━━━━━ EXTRACTED MATERIAL ━━━━━

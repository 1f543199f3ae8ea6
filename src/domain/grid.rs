use super::Cell;
use rayon::prelude::*;

/// Grid holds one generation of the automaton as a flat, row-major
/// buffer of single-byte cells addressed by `(col, row)`.
#[derive(Clone, Debug, PartialEq, Eq, Default)]
pub struct Grid {
    cols: usize,
    rows: usize,
    cells: Vec<Cell>,
}

impl Grid {
    /// Create a new grid with all cells initially dead.
    /// Dimensions whose product overflows give a 0×0 grid.
    pub fn new(cols: usize, rows: usize) -> Self {
        match cols.checked_mul(rows) {
            Some(len) => Self {
                cols,
                rows,
                cells: vec![Cell::Dead; len],
            },
            None => Self::default(),
        }
    }

    /// Get grid dimensions as `(cols, rows)`
    pub const fn dimensions(&self) -> (usize, usize) {
        (self.cols, self.rows)
    }

    /// Total number of cells
    pub fn len(&self) -> usize {
        self.cells.len()
    }

    /// True when the grid has no cells (zero columns or rows)
    pub fn is_empty(&self) -> bool {
        self.cells.is_empty()
    }

    /// Convert 2D coordinates to 1D index
    const fn index(&self, col: usize, row: usize) -> usize {
        row * self.cols + col
    }

    /// Get cell at position (with bounds checking)
    pub fn get(&self, col: usize, row: usize) -> Option<Cell> {
        (col < self.cols && row < self.rows).then(|| self.cells[self.index(col, row)])
    }

    /// Set cell at position; out-of-bounds writes are dropped
    pub fn set(&mut self, col: usize, row: usize, cell: Cell) {
        if col < self.cols && row < self.rows {
            let idx = self.index(col, row);
            self.cells[idx] = cell;
        }
    }

    /// Flip a cell. Returns false when the position is out of bounds.
    pub fn toggle(&mut self, col: usize, row: usize) -> bool {
        if col >= self.cols || row >= self.rows {
            return false;
        }
        let idx = self.index(col, row);
        self.cells[idx] = self.cells[idx].toggle();
        true
    }

    /// Clear all cells to dead state
    pub fn clear(&mut self) {
        self.cells.fill(Cell::Dead);
    }

    /// Count live neighbors using toroidal wrapping (grid wraps like a torus)
    pub fn count_live_neighbors(&self, col: usize, row: usize) -> u8 {
        let (cols, rows) = (self.cols, self.rows);
        if col >= cols || row >= rows {
            return 0;
        }
        let up = (row + rows - 1) % rows;
        let down = (row + 1) % rows;
        let left = (col + cols - 1) % cols;
        let right = (col + 1) % cols;

        [
            (left, up),
            (col, up),
            (right, up),
            (left, row),
            (right, row),
            (left, down),
            (col, down),
            (right, down),
        ]
        .iter()
        .map(|&(x, y)| self.cells[self.index(x, y)].as_byte())
        .sum()
    }

    /// Number of live cells
    pub fn population(&self) -> usize {
        self.cells.iter().filter(|cell| cell.is_alive()).count()
    }

    /// Iterate over all cells with their positions
    pub fn iter_cells(&self) -> impl Iterator<Item = (usize, usize, Cell)> + '_ {
        self.cells
            .iter()
            .enumerate()
            .map(move |(idx, &cell)| (idx % self.cols, idx / self.cols, cell))
    }

    /// Iterate over the positions of live cells only
    pub fn iter_alive(&self) -> impl Iterator<Item = (usize, usize)> + '_ {
        self.iter_cells()
            .filter(|(_, _, cell)| cell.is_alive())
            .map(|(col, row, _)| (col, row))
    }

    /// Raw byte view of the buffer (0 = dead, 1 = alive)
    pub fn to_bytes(&self) -> Vec<u8> {
        self.cells.iter().map(|cell| cell.as_byte()).collect()
    }

    /// Make `next` match our dimensions, reallocating only when they differ
    fn match_dimensions(&self, next: &mut Grid) {
        if next.dimensions() != self.dimensions() {
            *next = Grid::new(self.cols, self.rows);
        }
    }

    /// Next cell value at `(col, row)`
    fn next_cell(&self, col: usize, row: usize) -> Cell {
        let current = self.cells[self.index(col, row)];
        current.evolve(self.count_live_neighbors(col, row))
    }

    /// Serial evolution into a scratch grid.
    /// Every cell of `next` is written; its previous contents are never read.
    pub fn evolve_into(&self, next: &mut Grid) {
        self.match_dimensions(next);
        if self.is_empty() {
            return;
        }

        for (idx, slot) in next.cells.iter_mut().enumerate() {
            *slot = self.next_cell(idx % self.cols, idx / self.cols);
        }
    }

    /// Parallel evolution using rayon, one task per row.
    /// Produces exactly the same result as `evolve_into`, which stays the
    /// reference; this is only selected through `Algorithm::Parallel`.
    pub fn evolve_into_parallel(&self, next: &mut Grid) {
        self.match_dimensions(next);
        if self.is_empty() {
            return;
        }

        next.cells
            .par_chunks_mut(self.cols)
            .enumerate()
            .for_each(|(row, out)| {
                for (col, slot) in out.iter_mut().enumerate() {
                    *slot = self.next_cell(col, row);
                }
            });
    }
}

━━━━━

TASK DETAILS:
Reproduce every record in full, keeping each one exactly as it reads.

SOLUTION BELOW:
repository 1f543199f3ae8ea6
filename src/domain/grid.rs
use super::Cell;
use rayon::prelude::*;

/// Grid holds one generation of the automaton as a flat, row-major
/// buffer of single-byte cells addressed by `(col, row)`.
#[derive(Clone, Debug, PartialEq, Eq, Default)]
pub struct Grid {
    cols: usize,
    rows: usize,
    cells: Vec<Cell>,
}

impl Grid {
    /// Create a new grid with all cells initially dead.
    /// Dimensions whose product overflows give a 0×0 grid.
    pub fn new(cols: usize, rows: usize) -> Self {
        match cols.checked_mul(rows) {
            Some(len) => Self {
                cols,
                rows,
                cells: vec![Cell::Dead; len],
            },
            None => Self::default(),
        }
    }

    /// Get grid dimensions as `(cols, rows)`
    pub const fn dimensions(&self) -> (usize, usize) {
        (self.cols, self.rows)
    }

    /// Total number of cells
    pub fn len(&self) -> usize {
        self.cells.len()
    }

    /// True when the grid has no cells (zero columns or rows)
    pub fn is_empty(&self) -> bool {
        self.cells.is_empty()
    }

    /// Convert 2D coordinates to 1D index
    const fn index(&self, col: usize, row: usize) -> usize {
        row * self.cols + col
    }

    /// Get cell at position (with bounds checking)
    pub fn get(&self, col: usize, row: usize) -> Option<Cell> {
        (col < self.cols && row < self.rows).then(|| self.cells[self.index(col, row)])
    }

    /// Set cell at position; out-of-bounds writes are dropped
    pub fn set(&mut self, col: usize, row: usize, cell: Cell) {
        if col < self.cols && row < self.rows {
            let idx = self.index(col, row);
            self.cells[idx] = cell;
        }
    }

    /// Flip a cell. Returns false when the position is out of bounds.
    pub fn toggle(&mut self, col: usize, row: usize) -> bool {
        if col >= self.cols || row >= self.rows {
            return false;
        }
        let idx = self.index(col, row);
        self.cells[idx] = self.cells[idx].toggle();
        true
    }

    /// Clear all cells to dead state
    pub fn clear(&mut self) {
        self.cells.fill(Cell::Dead);
    }

    /// Count live neighbors using toroidal wrapping (grid wraps like a torus)
    pub fn count_live_neighbors(&self, col: usize, row: usize) -> u8 {
        let (cols, rows) = (self.cols, self.rows);
        if col >= cols || row >= rows {
            return 0;
        }
        let up = (row + rows - 1) % rows;
        let down = (row + 1) % rows;
        let left = (col + cols - 1) % cols;
        let right = (col + 1) % cols;

        [
            (left, up),
            (col, up),
            (right, up),
            (left, row),
            (right, row),
            (left, down),
            (col, down),
            (right, down),
        ]
        .iter()
        .map(|&(x, y)| self.cells[self.index(x, y)].as_byte())
        .sum()
    }

    /// Number of live cells
    pub fn population(&self) -> usize {
        self.cells.iter().filter(|cell| cell.is_alive()).count()
    }

    /// Iterate over all cells with their positions
    pub fn iter_cells(&self) -> impl Iterator<Item = (usize, usize, Cell)> + '_ {
        self.cells
            .iter()
            .enumerate()
            .map(move |(idx, &cell)| (idx % self.cols, idx / self.cols, cell))
    }

    /// Iterate over the positions of live cells only
    pub fn iter_alive(&self) -> impl Iterator<Item = (usize, usize)> + '_ {
        self.iter_cells()
            .filter(|(_, _, cell)| cell.is_alive())
            .map(|(col, row, _)| (col, row))
    }

    /// Raw byte view of the buffer (0 = dead, 1 = alive)
    pub fn to_bytes(&self) -> Vec<u8> {
        self.cells.iter().map(|cell| cell.as_byte()).collect()
    }

    /// Make `next` match our dimensions, reallocating only when they differ
    fn match_dimensions(&self, next: &mut Grid) {
        if next.dimensions() != self.dimensions() {
            *next = Grid::new(self.cols, self.rows);
        }
    }

    /// Next cell value at `(col, row)`
    fn next_cell(&self, col: usize, row: usize) -> Cell {
        let current = self.cells[self.index(col, row)];
        current.evolve(self.count_live_neighbors(col, row))
    }

    /// Serial evolution into a scratch grid.
    /// Every cell of `next` is written; its previous contents are never read.
    pub fn evolve_into(&self, next: &mut Grid) {
        self.match_dimensions(next);
        if self.is_empty() {
            return;
        }

        for (idx, slot) in next.cells.iter_mut().enumerate() {
            *slot = self.next_cell(idx % self.cols, idx / self.cols);
        }
    }

    /// Parallel evolution using rayon, one task per row.
    /// Produces exactly the same result as `evolve_into`, which stays the
    /// reference; this is only selected through `Algorithm::Parallel`.
    pub fn evolve_into_parallel(&self, next: &mut Grid) {
        self.match_dimensions(next);
        if self.is_empty() {
            return;
        }

        next.cells
            .par_chunks_mut(self.cols)
            .enumerate()
            .for_each(|(row, out)| {
                for (col, slot) in out.iter_mut().enumerate() {
                    *slot = self.next_cell(col, row);
                }
            });
    }
}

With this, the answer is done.